The project is one of 28 awardees in the NSF Convergence Accelerator’s 2021 cohort. In the first phase, which includes nine months of intensive training and planning, teams will develop use-inspired solutions to societal challenges in two areas: ocean-related industries and resources, or communications systems aligned to combating misinformation, disinformation, and trust and authenticity.
The 15-member team led by Willette includes experts from seven countries in the fields of fisheries management, marine biology, computer science, data science and analytics, environmental anthropology, genetics, and fisheries trade policy. Additionally, 14 industry partners, from fishers to seafood processors, will help inform and test the human-centered design of the traceability tool for real-world use.
Their objectives are to develop a prototype traceability system allowing for affordable identification of species and area of capture for wild octopus fisheries in the U.S. and abroad; to bring together a community-based citizen-science network to gather new data from portable environmental DNA (eDNA) kits; and to set a system in place to link traceability, sustainability and legality to support the development of a blue economy around the octopus value chain.
eDNA is free DNA that persists in the environment, providing an indication of which organisms are prevalent or in the vicinity.

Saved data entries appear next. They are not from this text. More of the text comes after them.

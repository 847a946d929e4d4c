//! In-process engine built on `rcgen`
//!
//! Produces the same files as minica: `minica.pem` / `minica-key.pem` at the
//! root of the working directory (created on first use) and a leaf signed by
//! it under `<domain>/`.

use std::fs;
use std::path::{Path, PathBuf};
use std::time::{Duration, SystemTime};

use async_trait::async_trait;
use rcgen::{
    BasicConstraints, CertificateParams, DistinguishedName, DnType, ExtendedKeyUsagePurpose,
    IsCa, Issuer, KeyPair, KeyUsagePurpose,
};
use thiserror::Error;
use tracing::{error, info};

use super::engine::{CertificateEngine, EngineStatus};
use super::request::{domain_key, DomainRequest};
use super::store::{CERT_FILE, KEY_FILE, ROOT_CERT_FILE, ROOT_KEY_FILE};

/// minica's leaf lifetime: two years and thirty days
pub const DEFAULT_LEAF_VALIDITY: Duration = Duration::from_secs(760 * 86_400);

const ROOT_VALIDITY: Duration = Duration::from_secs(100 * 365 * 86_400);

#[derive(Debug, Error)]
enum GenerateError {
    #[error("I/O error: {0}")]
    Io(#[from] std::io::Error),

    #[error("certificate generation failed: {0}")]
    Rcgen(#[from] rcgen::Error),

    #[error("generator task failed: {0}")]
    Join(#[from] tokio::task::JoinError),
}

/// rcgen-backed engine
#[derive(Debug, Clone)]
pub struct BuiltinEngine {
    leaf_validity: Duration,
}

impl Default for BuiltinEngine {
    fn default() -> Self {
        Self::new(DEFAULT_LEAF_VALIDITY)
    }
}

impl BuiltinEngine {
    pub fn new(leaf_validity: Duration) -> Self {
        Self { leaf_validity }
    }

    async fn generate(&self, names: Vec<String>, workdir: &Path) -> EngineStatus {
        let workdir = workdir.to_path_buf();
        let validity = self.leaf_validity;
        let primary = names.first().cloned().unwrap_or_default();

        let result = tokio::task::spawn_blocking(move || write_leaf(&names, &workdir, validity))
            .await
            .map_err(GenerateError::from)
            .and_then(|inner| inner);

        match result {
            Ok(dir) => {
                info!(domain = %primary, path = %dir.display(), "Generated certificate");
                EngineStatus::success()
            }
            Err(e) => {
                error!(domain = %primary, error = %e, "Builtin certificate generation failed");
                EngineStatus::failure(1, e.to_string())
            }
        }
    }
}

#[async_trait]
impl CertificateEngine for BuiltinEngine {
    fn name(&self) -> &'static str {
        "builtin"
    }

    async fn issue_plain(&self, domain: &str, workdir: &Path) -> EngineStatus {
        self.generate(vec![domain.to_string()], workdir).await
    }

    async fn issue_wildcard(
        &self,
        pattern: &str,
        include_base: bool,
        workdir: &Path,
    ) -> EngineStatus {
        let names = DomainRequest::classify(pattern, include_base).names();
        self.generate(names, workdir).await
    }
}

/// Load the root CA from `workdir`, creating it if absent
fn load_or_create_root(workdir: &Path) -> Result<Issuer<'static, KeyPair>, GenerateError> {
    let cert_path = workdir.join(ROOT_CERT_FILE);
    let key_path = workdir.join(ROOT_KEY_FILE);

    if cert_path.is_file() && key_path.is_file() {
        let cert_pem = fs::read_to_string(&cert_path)?;
        let key_pair = KeyPair::from_pem(&fs::read_to_string(&key_path)?)?;
        return Ok(Issuer::from_ca_cert_pem(&cert_pem, key_pair)?);
    }

    let mut params = CertificateParams::new(Vec::<String>::new())?;
    params.is_ca = IsCa::Ca(BasicConstraints::Constrained(0));
    params.key_usages = vec![
        KeyUsagePurpose::KeyCertSign,
        KeyUsagePurpose::CrlSign,
        KeyUsagePurpose::DigitalSignature,
    ];
    let mut dn = DistinguishedName::new();
    dn.push(DnType::CommonName, "certwarden root ca");
    params.distinguished_name = dn;
    let now = SystemTime::now();
    params.not_before = now.into();
    params.not_after = (now + ROOT_VALIDITY).into();

    let key_pair = KeyPair::generate()?;
    let cert = params.self_signed(&key_pair)?;

    fs::create_dir_all(workdir)?;
    write_private(&key_path, &key_pair.serialize_pem())?;
    fs::write(&cert_path, cert.pem())?;

    info!(path = %cert_path.display(), "Generated root certificate");

    Ok(Issuer::new(params, key_pair))
}

/// Sign a leaf for `names` and write it under the first name's directory
fn write_leaf(names: &[String], workdir: &Path, validity: Duration) -> Result<PathBuf, GenerateError> {
    let issuer = load_or_create_root(workdir)?;

    let mut params = CertificateParams::new(names.to_vec())?;
    let mut dn = DistinguishedName::new();
    if let Some(primary) = names.first() {
        dn.push(DnType::CommonName, primary.as_str());
    }
    params.distinguished_name = dn;
    params.extended_key_usages = vec![
        ExtendedKeyUsagePurpose::ServerAuth,
        ExtendedKeyUsagePurpose::ClientAuth,
    ];
    let now = SystemTime::now();
    params.not_before = now.into();
    params.not_after = (now + validity).into();

    let key_pair = KeyPair::generate()?;
    let cert = params.signed_by(&key_pair, &issuer)?;

    let dir = workdir.join(domain_key(names.first().map(String::as_str).unwrap_or_default()));
    fs::create_dir_all(&dir)?;
    write_private(&dir.join(KEY_FILE), &key_pair.serialize_pem())?;
    fs::write(dir.join(CERT_FILE), cert.pem())?;

    Ok(dir)
}

/// Write a private key readable only by its owner
fn write_private(path: &Path, contents: &str) -> Result<(), std::io::Error> {
    fs::write(path, contents)?;
    #[cfg(unix)]
    {
        use std::os::unix::fs::PermissionsExt;
        fs::set_permissions(path, fs::Permissions::from_mode(0o600))?;
    }
    Ok(())
}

Water samples collected by team members off Southern California and Campeche/Yucatan, Mexico will be analyzed at Willette’s LMU laboratory, and the results stored with other data in the SeaTraceBlueNet dashboard.
While the team will focus on cephalopods, Willette said, its overall aim is to provide a comprehensive system to enable any seafood item to be harvested, distributed and processed through to the consumer in sustainable ways.

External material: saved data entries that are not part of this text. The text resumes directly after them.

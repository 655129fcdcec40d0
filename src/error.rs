use std::collections::TryReserveError;

/// Crate-level error type for shapelet discovery and selection.
///
/// Configuration problems, numerically undefined quality scores and resource
/// failures are all reported to the caller; the library never terminates the
/// process on its own.
#[derive(Debug, thiserror::Error)]
pub enum ShapeletError {
    /// Minimum candidate length is greater than the maximum.
    #[error("invalid length range: min={min} is greater than max={max}")]
    InvalidLengthRange { min: usize, max: usize },

    /// Candidate length of zero was requested.
    #[error("candidate length must be at least 1")]
    ZeroLength,

    /// A candidate length does not fit inside one of the series.
    #[error("max length {max} exceeds length {series_len} of series {series}")]
    LengthExceedsSeries {
        max: usize,
        series: usize,
        series_len: usize,
    },

    /// Number of shapelets to keep must be at least 1.
    #[error("k must be at least 1")]
    InvalidK,

    /// The binary separation score needs at least three series.
    #[error("at least 3 time series are required, got {count}")]
    TooFewSeries { count: usize },

    /// A class label outside {0, 1}.
    #[error("label {label} of series {series} is not binary")]
    NonBinaryLabel { series: usize, label: u8 },

    /// A standalone series was given a label outside {0, 1}.
    #[error("label {label} is not binary")]
    InvalidLabel { label: u8 },

    /// One of the two classes has no members.
    #[error("class {label} has no time series")]
    MissingClass { label: u8 },

    /// A time series without samples.
    #[error("time series has no samples")]
    EmptySeries,

    /// Distance vector and label vector lengths differ.
    #[error("distance vector has {got} entries, expected {expected}")]
    DistanceCountMismatch { expected: usize, got: usize },

    /// Within-class deviation sum is exactly zero, quality is undefined.
    #[error("degenerate quality: within-class deviation sum is zero")]
    DegenerateQuality,

    /// Parallel selection was asked to run with no workers.
    #[error("worker count must be greater than zero")]
    ZeroWorkers,

    /// Candidate buffer could not be allocated.
    #[error("allocation failed: {0}")]
    Allocation(#[from] TryReserveError),

    /// Worker pool could not be created.
    #[error("failed to build worker pool: {0}")]
    ThreadPool(String),

    /// Malformed dataset or archive text.
    #[error("parse error on line {line}: {reason}")]
    Parse { line: usize, reason: String },

    /// File I/O errors.
    #[error(transparent)]
    Io(#[from] std::io::Error),
}

impl ShapeletError {
    /// Creates a `ShapeletError::Parse`.
    pub fn parse(line: usize, reason: impl Into<String>) -> Self {
        Self::Parse {
            line,
            reason: reason.into(),
        }
    }
}

/// Convenience Result type for shapelet operations.
pub type Result<T> = std::result::Result<T, ShapeletError>;

#[cfg(test)]
mod tests {
    use super::*;

    #[test]
    fn test_messages_are_actionable() {
        let err = ShapeletError::InvalidLengthRange { min: 5, max: 3 };
        assert_eq!(
            err.to_string(),
            "invalid length range: min=5 is greater than max=3"
        );

        let err = ShapeletError::LengthExceedsSeries {
            max: 12,
            series: 2,
            series_len: 10,
        };
        assert_eq!(err.to_string(), "max length 12 exceeds length 10 of series 2");
    }

    #[test]
    fn test_parse_helper() {
        match ShapeletError::parse(7, "missing label") {
            ShapeletError::Parse { line, reason } => {
                assert_eq!(line, 7);
                assert_eq!(reason, "missing label");
            }
            other => panic!("expected Parse, got {other:?}"),
        }
    }

    #[test]
    fn test_allocation_from_try_reserve() {
        let mut v: Vec<u64> = Vec::new();
        let reserve_err = v.try_reserve_exact(usize::MAX).unwrap_err();
        let err: ShapeletError = reserve_err.into();
        assert!(matches!(err, ShapeletError::Allocation(_)));
    }
}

“The Convergence Accelerator’s curriculum, consisting of human-centered design, user discovery, team science, early-stage prototyping, and pitch preparation is designed to provide our funded teams the tools to transition their solutions into practice,” said Office Head Douglas Maughan of the NSF Convergence Accelerator program. “Phase One teams are expected to apply the curriculum, as well as focus on cross-cutting partnerships as most national-scale challenges cannot be solved with a single discipline and expertise.”

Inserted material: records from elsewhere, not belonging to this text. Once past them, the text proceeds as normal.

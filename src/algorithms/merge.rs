use crate::algorithms::similarity::remove_self_similars;
use crate::core::numeric::Numeric;
use crate::core::shapelet::{rank_by_quality, Shapelet};

/// The running set of the `k` best shapelets.
///
/// Starts empty; unfilled slots act as placeholders that any real candidate
/// displaces. Entries are always sorted by [`rank_by_quality`].
#[derive(Debug, Clone)]
pub struct BestK<N: Numeric> {
    k: usize,
    entries: Vec<Shapelet<N>>,
}

impl<N: Numeric> BestK<N> {
    pub fn new(k: usize) -> Self {
        Self {
            k,
            entries: Vec::with_capacity(k),
        }
    }

    pub fn k(&self) -> usize {
        self.k
    }

    /// Number of filled slots, at most `k`.
    pub fn len(&self) -> usize {
        self.entries.len()
    }

    pub fn is_empty(&self) -> bool {
        self.entries.is_empty()
    }

    /// Whether all `k` slots hold a real candidate.
    pub fn is_full(&self) -> bool {
        self.entries.len() == self.k
    }

    pub fn as_slice(&self) -> &[Shapelet<N>] {
        &self.entries
    }

    pub fn into_vec(self) -> Vec<Shapelet<N>> {
        self.entries
    }

    /// Highest-quality entry.
    pub fn best(&self) -> Option<&Shapelet<N>> {
        self.entries.first()
    }

    /// Quality of the weakest filled slot.
    pub fn min_quality(&self) -> Option<N> {
        self.entries.last().map(|s| s.quality)
    }

    /// Fold a batch in: concatenate, sort by quality, keep the first `k`.
    ///
    /// Existing entries are not checked for self-similarity against the
    /// batch; use [`merge_distinct`](Self::merge_distinct) for that.
    pub fn merge(&mut self, batch: Vec<Shapelet<N>>) {
        self.entries.extend(batch);
        self.entries.sort_by(rank_by_quality);
        self.entries.truncate(self.k);
    }

    /// Like [`merge`](Self::merge), but also removes self-similar shapelets
    /// across the combined set before truncating, so the result never holds
    /// two overlapping windows of one series.
    pub fn merge_distinct(&mut self, batch: Vec<Shapelet<N>>) {
        self.entries.extend(batch);
        self.entries.sort_by(rank_by_quality);
        let mut distinct = remove_self_similars(std::mem::take(&mut self.entries));
        distinct.truncate(self.k);
        self.entries = distinct;
    }
}

#[cfg(test)]
mod tests {
    use super::*;

    fn scored(series: usize, start: usize, quality: f64) -> Shapelet<f64> {
        Shapelet {
            quality,
            ..Shapelet::new(series, start, 3)
        }
    }

    #[test]
    fn test_first_merge_fills_placeholders() {
        let mut best = BestK::new(3);
        assert!(best.is_empty());
        best.merge(vec![scored(0, 0, 1.0), scored(0, 5, 3.0)]);
        assert_eq!(best.len(), 2);
        assert!(!best.is_full());
        assert_eq!(best.best().map(|s| s.quality), Some(3.0));
    }

    #[test]
    fn test_keeps_top_k_sorted() {
        let mut best = BestK::new(2);
        best.merge(vec![scored(0, 0, 1.0), scored(0, 4, 2.0)]);
        best.merge(vec![scored(1, 0, 1.5), scored(1, 4, 0.5)]);
        let q: Vec<f64> = best.as_slice().iter().map(|s| s.quality).collect();
        assert_eq!(q, vec![2.0, 1.5]);
        assert_eq!(best.min_quality(), Some(1.5));
    }

    #[test]
    fn test_min_quality_never_drops() {
        let mut best = BestK::new(2);
        best.merge(vec![scored(0, 0, 5.0), scored(0, 4, 4.0)]);
        best.merge(vec![scored(1, 0, 0.1)]);
        assert_eq!(best.min_quality(), Some(4.0));
        best.merge(Vec::new());
        assert_eq!(best.len(), 2);
    }

    #[test]
    fn test_plain_merge_admits_cross_batch_overlap() {
        let mut best = BestK::new(2);
        best.merge(vec![scored(0, 0, 2.0)]);
        best.merge(vec![scored(0, 1, 1.0)]);
        assert_eq!(best.len(), 2);
        assert!(best.as_slice()[0].is_self_similar(&best.as_slice()[1]));
    }

    #[test]
    fn test_distinct_merge_rejects_cross_batch_overlap() {
        let mut best = BestK::new(2);
        best.merge_distinct(vec![scored(0, 0, 2.0)]);
        best.merge_distinct(vec![scored(0, 1, 1.0), scored(0, 6, 0.5)]);
        let starts: Vec<usize> = best.as_slice().iter().map(|s| s.start).collect();
        assert_eq!(starts, vec![0, 6]);
    }
}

In addition to LMU, team members and industry partners represent: The Bay Foundation; Tohoku University Graduate School/Agricultural Science; National Oceanic and Atmospheric Administration (NOAA); AiCeph LLC; Rhodes University; Booz Allen Hamilton; El Colegio de la Frontera Sur; Jupiter Data Factory; Tohoku University Center for Northeast Asian Studies; Brandenberg University of Technology; Alaska Pacific University; Aberystwyth University; Netuno USA Inc.; North Atlantic Inc.; Stavis Foods; Tetra Tech Inc.; Coastal Ocean Observing System/Gulf of Mexico (GCOOS); Marganzo Seafood; SmartFish Inc.; Santa Monica Seafood Inc.; NOAA/National Marine Fisheries Service (NMFS); Sociedad Coopertiva Punta Maxtun; Sea Pact; and Iridian Genomes Inc.